▸ DATA EXTRACT:
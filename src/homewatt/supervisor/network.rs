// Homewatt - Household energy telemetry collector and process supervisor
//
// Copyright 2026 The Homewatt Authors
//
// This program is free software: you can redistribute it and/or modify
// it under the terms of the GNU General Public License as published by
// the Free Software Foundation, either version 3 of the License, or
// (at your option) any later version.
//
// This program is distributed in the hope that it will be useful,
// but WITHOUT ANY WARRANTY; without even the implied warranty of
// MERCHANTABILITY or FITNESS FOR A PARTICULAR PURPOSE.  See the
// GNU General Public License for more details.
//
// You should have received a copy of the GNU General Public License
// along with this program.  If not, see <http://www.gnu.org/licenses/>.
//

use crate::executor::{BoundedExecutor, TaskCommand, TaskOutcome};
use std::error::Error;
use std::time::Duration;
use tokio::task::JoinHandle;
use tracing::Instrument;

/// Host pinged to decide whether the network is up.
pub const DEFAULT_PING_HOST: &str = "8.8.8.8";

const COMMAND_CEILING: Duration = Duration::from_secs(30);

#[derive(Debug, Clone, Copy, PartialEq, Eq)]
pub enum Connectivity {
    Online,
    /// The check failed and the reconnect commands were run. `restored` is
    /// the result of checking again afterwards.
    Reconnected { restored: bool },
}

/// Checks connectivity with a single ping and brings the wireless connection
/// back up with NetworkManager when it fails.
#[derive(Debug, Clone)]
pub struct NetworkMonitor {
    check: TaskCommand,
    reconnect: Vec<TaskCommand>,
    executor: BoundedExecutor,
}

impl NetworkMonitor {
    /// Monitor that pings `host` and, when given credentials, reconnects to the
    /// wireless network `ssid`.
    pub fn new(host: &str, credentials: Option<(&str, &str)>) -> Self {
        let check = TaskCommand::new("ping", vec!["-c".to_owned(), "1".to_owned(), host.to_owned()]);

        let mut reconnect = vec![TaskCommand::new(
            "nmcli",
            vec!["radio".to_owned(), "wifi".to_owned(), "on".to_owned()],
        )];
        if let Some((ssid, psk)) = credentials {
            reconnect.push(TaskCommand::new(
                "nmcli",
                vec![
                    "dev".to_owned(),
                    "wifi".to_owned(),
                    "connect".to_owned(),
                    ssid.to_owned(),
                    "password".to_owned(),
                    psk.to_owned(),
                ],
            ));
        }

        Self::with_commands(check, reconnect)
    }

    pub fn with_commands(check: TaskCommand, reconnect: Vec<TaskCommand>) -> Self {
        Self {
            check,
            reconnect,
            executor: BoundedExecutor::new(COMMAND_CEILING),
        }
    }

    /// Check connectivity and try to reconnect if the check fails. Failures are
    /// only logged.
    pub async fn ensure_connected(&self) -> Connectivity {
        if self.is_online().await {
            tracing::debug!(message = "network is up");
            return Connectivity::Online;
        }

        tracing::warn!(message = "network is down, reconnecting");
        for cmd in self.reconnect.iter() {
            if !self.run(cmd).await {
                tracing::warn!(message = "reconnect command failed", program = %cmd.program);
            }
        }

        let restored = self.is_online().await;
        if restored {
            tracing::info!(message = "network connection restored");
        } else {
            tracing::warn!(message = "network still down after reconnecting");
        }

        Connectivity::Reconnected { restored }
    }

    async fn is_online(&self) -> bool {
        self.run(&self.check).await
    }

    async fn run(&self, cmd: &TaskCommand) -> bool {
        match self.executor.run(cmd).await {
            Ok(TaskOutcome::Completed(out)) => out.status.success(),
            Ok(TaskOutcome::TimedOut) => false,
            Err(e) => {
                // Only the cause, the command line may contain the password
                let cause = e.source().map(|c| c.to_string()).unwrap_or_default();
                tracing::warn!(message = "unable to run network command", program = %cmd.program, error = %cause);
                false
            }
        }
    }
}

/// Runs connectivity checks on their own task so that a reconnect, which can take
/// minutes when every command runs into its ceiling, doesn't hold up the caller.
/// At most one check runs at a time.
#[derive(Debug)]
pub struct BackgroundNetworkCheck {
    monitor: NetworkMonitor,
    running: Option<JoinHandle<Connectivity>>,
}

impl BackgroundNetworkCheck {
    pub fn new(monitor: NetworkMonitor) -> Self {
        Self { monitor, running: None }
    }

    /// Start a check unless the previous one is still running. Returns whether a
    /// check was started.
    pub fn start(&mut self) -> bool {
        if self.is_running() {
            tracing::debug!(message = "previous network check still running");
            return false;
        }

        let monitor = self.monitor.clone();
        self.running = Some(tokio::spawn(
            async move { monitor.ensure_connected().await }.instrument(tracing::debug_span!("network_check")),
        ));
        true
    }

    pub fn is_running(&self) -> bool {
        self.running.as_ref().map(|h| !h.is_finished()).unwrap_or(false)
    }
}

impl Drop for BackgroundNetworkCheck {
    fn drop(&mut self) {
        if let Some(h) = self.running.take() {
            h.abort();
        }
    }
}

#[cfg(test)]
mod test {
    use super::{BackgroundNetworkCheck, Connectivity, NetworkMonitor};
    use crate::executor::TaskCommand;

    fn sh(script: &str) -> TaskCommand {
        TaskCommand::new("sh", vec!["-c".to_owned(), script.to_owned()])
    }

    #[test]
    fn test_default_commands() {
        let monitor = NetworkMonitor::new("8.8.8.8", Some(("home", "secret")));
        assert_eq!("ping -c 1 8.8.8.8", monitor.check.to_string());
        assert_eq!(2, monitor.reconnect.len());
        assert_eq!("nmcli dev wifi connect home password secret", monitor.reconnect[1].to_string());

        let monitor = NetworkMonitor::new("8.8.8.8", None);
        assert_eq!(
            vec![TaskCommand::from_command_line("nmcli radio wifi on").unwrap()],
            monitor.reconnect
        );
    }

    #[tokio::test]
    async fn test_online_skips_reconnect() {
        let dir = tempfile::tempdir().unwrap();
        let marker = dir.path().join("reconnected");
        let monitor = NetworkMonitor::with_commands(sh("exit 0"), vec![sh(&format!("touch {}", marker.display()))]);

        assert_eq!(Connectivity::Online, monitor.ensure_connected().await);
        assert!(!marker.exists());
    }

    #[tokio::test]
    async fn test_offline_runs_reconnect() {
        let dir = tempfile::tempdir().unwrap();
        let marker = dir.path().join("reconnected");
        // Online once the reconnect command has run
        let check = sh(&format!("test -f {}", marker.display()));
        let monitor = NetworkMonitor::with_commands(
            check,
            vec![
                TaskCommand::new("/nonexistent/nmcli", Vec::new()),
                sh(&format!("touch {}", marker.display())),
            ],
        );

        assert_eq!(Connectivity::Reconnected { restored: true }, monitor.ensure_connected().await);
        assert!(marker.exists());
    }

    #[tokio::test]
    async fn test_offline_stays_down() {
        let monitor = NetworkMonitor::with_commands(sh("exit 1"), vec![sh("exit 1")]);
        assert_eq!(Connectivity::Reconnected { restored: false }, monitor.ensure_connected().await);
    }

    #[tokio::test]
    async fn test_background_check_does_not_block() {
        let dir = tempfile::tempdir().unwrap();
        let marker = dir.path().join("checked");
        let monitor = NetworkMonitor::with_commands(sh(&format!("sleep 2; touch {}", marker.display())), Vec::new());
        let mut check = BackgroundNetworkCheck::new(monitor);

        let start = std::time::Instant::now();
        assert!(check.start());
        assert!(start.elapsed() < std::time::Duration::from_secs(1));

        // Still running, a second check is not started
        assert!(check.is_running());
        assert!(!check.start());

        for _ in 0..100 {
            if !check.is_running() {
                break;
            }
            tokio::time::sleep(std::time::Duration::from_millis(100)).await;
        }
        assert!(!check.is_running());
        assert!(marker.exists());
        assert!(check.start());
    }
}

...

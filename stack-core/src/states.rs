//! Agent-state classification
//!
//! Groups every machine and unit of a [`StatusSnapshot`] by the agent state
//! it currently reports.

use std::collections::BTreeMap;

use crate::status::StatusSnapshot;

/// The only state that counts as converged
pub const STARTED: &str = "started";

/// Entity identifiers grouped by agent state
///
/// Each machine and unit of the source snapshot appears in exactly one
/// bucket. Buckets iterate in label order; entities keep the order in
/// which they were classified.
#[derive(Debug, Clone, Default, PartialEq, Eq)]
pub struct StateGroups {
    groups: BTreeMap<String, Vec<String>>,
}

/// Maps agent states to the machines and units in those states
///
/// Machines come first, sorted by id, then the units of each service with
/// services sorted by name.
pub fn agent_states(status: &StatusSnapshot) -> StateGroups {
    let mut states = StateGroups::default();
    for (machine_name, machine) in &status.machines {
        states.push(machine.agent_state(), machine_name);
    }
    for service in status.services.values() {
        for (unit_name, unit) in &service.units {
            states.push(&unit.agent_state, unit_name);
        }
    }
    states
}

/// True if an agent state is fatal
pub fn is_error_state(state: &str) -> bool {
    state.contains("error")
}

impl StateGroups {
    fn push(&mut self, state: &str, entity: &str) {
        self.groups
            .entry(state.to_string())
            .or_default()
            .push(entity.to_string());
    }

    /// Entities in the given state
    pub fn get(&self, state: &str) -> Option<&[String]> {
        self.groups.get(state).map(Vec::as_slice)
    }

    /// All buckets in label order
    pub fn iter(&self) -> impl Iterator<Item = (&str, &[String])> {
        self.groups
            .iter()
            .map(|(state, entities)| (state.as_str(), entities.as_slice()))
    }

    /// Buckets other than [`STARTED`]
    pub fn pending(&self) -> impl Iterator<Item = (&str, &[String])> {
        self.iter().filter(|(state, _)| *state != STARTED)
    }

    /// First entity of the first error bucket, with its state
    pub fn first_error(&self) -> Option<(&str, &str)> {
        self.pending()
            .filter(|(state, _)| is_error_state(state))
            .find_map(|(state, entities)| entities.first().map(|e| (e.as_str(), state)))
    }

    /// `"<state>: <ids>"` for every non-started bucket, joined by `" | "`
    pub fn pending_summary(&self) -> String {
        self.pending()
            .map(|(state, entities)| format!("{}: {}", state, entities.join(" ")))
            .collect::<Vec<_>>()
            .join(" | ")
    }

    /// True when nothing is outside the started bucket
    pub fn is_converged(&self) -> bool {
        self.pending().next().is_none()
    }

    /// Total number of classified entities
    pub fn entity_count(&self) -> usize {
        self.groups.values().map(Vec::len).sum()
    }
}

---

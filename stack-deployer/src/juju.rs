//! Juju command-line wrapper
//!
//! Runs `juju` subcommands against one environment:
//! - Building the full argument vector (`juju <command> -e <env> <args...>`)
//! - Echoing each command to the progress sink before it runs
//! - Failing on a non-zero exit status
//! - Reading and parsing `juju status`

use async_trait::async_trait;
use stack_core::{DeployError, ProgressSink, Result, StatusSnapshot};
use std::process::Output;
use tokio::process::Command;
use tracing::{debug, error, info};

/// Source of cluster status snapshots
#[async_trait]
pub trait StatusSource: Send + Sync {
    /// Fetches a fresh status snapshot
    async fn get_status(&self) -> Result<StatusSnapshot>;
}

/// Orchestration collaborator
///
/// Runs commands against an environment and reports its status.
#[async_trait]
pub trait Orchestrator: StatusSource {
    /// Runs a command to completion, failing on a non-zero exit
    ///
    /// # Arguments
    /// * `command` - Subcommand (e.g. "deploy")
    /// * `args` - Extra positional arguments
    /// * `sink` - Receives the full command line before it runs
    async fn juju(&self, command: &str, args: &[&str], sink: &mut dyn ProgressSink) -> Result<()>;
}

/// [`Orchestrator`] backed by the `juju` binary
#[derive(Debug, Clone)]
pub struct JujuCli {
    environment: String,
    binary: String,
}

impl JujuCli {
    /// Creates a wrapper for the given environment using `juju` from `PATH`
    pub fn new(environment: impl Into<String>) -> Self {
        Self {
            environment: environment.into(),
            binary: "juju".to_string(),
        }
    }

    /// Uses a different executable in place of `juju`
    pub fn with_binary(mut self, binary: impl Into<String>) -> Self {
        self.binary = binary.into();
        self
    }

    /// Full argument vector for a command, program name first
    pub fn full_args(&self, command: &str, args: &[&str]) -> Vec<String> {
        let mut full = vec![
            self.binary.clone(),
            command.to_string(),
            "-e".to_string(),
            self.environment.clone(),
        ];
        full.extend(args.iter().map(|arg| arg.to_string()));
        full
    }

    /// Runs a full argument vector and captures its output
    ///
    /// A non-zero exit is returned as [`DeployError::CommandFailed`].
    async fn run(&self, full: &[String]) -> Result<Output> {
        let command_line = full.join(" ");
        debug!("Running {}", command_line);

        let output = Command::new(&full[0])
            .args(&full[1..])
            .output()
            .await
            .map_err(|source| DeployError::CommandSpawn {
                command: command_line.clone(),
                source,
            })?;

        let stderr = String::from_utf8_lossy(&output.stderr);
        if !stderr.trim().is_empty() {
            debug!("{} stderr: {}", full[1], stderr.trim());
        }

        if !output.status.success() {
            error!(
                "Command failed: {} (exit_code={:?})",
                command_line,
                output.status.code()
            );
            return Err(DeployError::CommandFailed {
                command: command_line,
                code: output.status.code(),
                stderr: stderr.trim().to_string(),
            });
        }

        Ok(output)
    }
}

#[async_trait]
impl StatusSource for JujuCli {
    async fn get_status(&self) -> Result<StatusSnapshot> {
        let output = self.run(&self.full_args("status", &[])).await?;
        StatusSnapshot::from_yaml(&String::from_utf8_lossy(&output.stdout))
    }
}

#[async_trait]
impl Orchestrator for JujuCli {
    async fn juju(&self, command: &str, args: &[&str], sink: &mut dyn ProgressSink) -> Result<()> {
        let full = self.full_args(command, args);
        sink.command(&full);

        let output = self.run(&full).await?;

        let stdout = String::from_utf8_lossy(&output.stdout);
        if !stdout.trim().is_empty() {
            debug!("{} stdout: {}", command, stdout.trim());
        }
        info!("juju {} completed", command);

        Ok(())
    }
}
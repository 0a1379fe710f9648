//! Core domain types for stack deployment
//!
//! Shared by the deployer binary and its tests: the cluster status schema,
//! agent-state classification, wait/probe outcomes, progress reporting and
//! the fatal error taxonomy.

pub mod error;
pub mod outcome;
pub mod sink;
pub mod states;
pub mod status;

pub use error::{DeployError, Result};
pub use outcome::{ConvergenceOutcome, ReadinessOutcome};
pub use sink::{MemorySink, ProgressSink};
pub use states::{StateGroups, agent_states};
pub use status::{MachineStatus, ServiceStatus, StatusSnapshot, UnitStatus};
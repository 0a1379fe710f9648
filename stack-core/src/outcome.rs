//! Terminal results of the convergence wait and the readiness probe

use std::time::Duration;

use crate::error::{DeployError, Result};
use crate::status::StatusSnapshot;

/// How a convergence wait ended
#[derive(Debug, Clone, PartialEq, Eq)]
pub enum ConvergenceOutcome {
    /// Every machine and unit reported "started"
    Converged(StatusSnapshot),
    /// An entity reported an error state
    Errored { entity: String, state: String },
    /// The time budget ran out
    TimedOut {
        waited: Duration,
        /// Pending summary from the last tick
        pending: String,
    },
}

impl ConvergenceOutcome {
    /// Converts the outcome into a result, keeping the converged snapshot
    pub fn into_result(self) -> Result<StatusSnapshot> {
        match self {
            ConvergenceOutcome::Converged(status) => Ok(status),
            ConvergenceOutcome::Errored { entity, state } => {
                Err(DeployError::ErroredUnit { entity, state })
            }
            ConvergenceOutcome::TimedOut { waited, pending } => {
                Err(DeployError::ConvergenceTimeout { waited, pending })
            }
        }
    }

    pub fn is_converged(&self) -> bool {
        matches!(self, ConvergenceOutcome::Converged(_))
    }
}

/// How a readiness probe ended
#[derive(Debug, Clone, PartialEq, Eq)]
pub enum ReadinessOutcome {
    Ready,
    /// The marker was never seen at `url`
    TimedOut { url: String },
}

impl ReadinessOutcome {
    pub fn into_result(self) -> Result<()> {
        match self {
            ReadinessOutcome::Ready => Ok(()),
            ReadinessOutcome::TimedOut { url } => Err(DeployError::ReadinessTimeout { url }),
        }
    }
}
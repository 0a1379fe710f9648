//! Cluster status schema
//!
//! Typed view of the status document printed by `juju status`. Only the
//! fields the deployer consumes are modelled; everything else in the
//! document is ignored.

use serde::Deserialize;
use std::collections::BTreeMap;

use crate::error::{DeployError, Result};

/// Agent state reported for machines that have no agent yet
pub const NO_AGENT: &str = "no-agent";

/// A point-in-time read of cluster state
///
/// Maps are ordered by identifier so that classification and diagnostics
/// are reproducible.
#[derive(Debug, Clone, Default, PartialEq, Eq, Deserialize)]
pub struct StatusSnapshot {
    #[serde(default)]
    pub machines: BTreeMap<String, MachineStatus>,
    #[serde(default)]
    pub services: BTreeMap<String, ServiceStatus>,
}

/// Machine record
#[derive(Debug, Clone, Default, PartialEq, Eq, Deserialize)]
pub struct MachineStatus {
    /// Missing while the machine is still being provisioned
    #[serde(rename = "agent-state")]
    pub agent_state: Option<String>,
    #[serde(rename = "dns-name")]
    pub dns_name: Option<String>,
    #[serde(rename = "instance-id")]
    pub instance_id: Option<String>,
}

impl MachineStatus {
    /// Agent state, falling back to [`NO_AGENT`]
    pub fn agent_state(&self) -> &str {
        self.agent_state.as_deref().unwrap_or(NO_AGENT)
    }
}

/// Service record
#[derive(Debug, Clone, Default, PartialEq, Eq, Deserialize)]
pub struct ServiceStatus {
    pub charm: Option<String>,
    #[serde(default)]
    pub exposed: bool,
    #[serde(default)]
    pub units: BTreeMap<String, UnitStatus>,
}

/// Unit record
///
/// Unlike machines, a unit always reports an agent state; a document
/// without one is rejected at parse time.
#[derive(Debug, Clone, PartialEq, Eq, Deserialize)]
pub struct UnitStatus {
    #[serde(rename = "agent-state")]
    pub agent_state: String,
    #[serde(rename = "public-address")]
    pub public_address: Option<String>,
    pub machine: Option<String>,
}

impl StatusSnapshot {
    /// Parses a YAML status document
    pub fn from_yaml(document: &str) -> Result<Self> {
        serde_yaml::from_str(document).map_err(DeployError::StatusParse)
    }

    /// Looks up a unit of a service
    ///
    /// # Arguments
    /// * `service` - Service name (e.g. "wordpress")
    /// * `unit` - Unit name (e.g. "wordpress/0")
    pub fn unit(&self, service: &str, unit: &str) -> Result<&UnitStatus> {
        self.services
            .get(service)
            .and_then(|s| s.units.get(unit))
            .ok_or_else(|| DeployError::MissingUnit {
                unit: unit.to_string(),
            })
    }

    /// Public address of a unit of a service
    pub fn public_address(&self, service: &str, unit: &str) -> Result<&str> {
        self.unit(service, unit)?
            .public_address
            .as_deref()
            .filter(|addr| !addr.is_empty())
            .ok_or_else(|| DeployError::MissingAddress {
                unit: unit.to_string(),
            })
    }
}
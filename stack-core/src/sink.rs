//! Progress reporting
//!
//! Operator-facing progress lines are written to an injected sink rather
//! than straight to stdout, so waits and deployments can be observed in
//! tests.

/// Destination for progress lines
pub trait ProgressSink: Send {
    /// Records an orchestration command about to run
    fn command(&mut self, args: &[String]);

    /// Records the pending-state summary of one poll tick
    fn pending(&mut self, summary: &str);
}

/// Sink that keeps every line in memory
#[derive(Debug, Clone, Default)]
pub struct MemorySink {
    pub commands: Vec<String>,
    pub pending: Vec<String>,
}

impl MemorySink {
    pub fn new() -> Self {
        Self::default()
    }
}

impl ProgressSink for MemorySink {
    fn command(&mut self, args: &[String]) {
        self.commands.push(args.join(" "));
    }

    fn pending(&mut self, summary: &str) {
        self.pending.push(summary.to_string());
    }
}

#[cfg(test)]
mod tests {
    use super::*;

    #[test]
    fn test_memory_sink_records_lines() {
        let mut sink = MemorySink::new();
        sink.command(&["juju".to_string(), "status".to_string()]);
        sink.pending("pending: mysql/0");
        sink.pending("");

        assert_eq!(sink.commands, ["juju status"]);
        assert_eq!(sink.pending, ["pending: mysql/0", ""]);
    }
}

▸ WORK REQUEST:
Would you retype the lines above from the one with "filename src/homewatt/supervisor/network.rs" down to the one with "it and/or modify", word for word, both ends included and no other lines?

▸ RESULT OF THE TASK:
filename src/homewatt/supervisor/network.rs
// Homewatt - Household energy telemetry collector and process supervisor
//
// Copyright 2026 The Homewatt Authors
//
// This program is free software: you can redistribute it and/or modify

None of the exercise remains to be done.